Mellissa Carone is a deranged, incoherent lunatic who rose to fame right after the 2020 election because she happened to do work for Dominion Voting Systems at the time (she was “hired through a staffing agency for one day to clean glass on machines and complete other menial tasks”) and recognized the career opportunity that presented itself in forwarding false and utterly baseless claims of election fraud in Michigan. In an affidavit from November 10, 2020, Carone alleged that some ballots were counted four or five times, that more than 100,000 ballots were then “found” after vans dropped off food for the poll workers, that poll workers were filling out ballots on behalf of voters, and that her managers were incompetent. She forwarded no shred of evidence to corroborate the claims, but they were sure popular with certain crowds of conspiracy theorists, who promptly launched Carone to national fame – she immediately became Rudy Giuliani’s star witness at a Michigan House and Michigan Senate Oversight Committees panel on Trump’s baseless fraud allegations. Her eccentric performance (she struggled mightily, and repeatedly, to describe what her job tasks for Dominion were, for instance) went predictably viral, including her exchange with GOP Rep. Steve Johnson after she had claimed that a batch of 30,000 votes had been counted multiple times.

 

SJ: “We’re not seeing the poll book off by 30,000 votes.”

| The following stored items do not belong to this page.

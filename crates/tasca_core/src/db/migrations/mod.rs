//! SQLite migration registry and executor.
//!
//! # Responsibility
//! - Register schema migrations in strictly increasing order.
//! - Apply pending migrations atomically.
//!
//! # Invariants
//! - `version` values must remain monotonic.
//! - Applied migration version is mirrored to `PRAGMA user_version`.
//! - `reviews.tasca_id` references `tascas.id`, so `tascas` must come first.

use crate::db::{DbError, DbResult};
use log::{debug, info};
use rusqlite::Connection;

#[derive(Debug, Clone, Copy)]
struct Migration {
    version: u32,
    sql: &'static str,
}

const MIGRATIONS: &[Migration] = &[
    Migration {
        version: 1,
        sql: include_str!("0001_tascas.sql"),
    },
    Migration {
        version: 2,
        sql: include_str!("0002_reviews.sql"),
    },
];

/// Returns the latest migration version known by this binary.
pub fn latest_version() -> u32 {
    MIGRATIONS.last().map_or(0, |migration| migration.version)
}

/// Applies all pending migrations on the provided connection.
pub fn apply_migrations(conn: &mut Connection) -> DbResult<()> {
    let current_version = current_user_version(conn)?;
    debug!("event=db_migrate module=db status=check current_version={current_version}");
    let latest = latest_version();

    if current_version > latest {
        return Err(DbError::UnsupportedSchemaVersion {
            db_version: current_version,
            latest_supported: latest,
        });
    }

    if current_version == latest {
        return Ok(());
    }

    let tx = conn.transaction()?;
    for migration in MIGRATIONS {
        if migration.version <= current_version {
            continue;
        }

        tx.execute_batch(migration.sql)?;
        tx.execute_batch(&format!("PRAGMA user_version = {};", migration.version))?;
    }
    tx.commit()?;

    info!(
        "event=db_migrate module=db status=ok from_version={current_version} to_version={latest}"
    );
    Ok(())
}

/// Reads the applied schema version (`0` for a fresh database).
pub fn current_user_version(conn: &Connection) -> DbResult<u32> {
    let version = conn.query_row("PRAGMA user_version;", [], |row| row.get::<_, u32>(0))?;
    Ok(version)
}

MC (animated): “What’d you guys do, take it and do something crazy to it?

SJ: “I’m just saying the numbers are not off by 30,000 votes.”

MC: “I’d say that poll book is off by over 100,000 [votes],” (later adding that there were “zero registered voters” in the county’s poll book, whereupon even Giuliani had to try to shush her).

 

Her allegations were predictably determined to be “not credible” by a Wayne County judge two days later. “I never wanted to be thrown out into the public eye the way I was,” lied Carone.

 

In 2022, she attempted to capitalize on her infamy to run, together with a large cohort of pro-Trump Republican conspiracy theorists and election deniers, for a suburban Detroit-based open state House seat, earning endorsements from Guiliani, Mike Lindell and the Macomb County Republican Party. Her platform included railing against vaccine mandates, open borders (to Canada?) and perceived traitors among other Republican lawmakers (primarily those who didn’t endorse the insane Big Steal conspiracy), as well as pushing the expected white nationalist talking points (“they’re trying to eliminate the white people in America, particularly the white male in America,” yelled Carone) and – of course – election fraud conspiracy theories, including repeating debunked claims about shredded ballots in Georgia and claiming that 75 percent of Americans voted for Trump, something she knew “for a fact” after listening “to Rudy Giuliani every night – his comments on his YouTube channel.” She also claimed, without a shred of evidence, that the Jan. 6 violence on Jan. 6 was “led by Antifa.”

 

Diagnosis: Local dingbat clown, unfettered by the chains of reason, evidence, fact or decency – exactly what frighteningly large portions of the electorate desire, though one may still hope that Carone remains simply too incompetent to manage to get herself elected to anything anytime soon.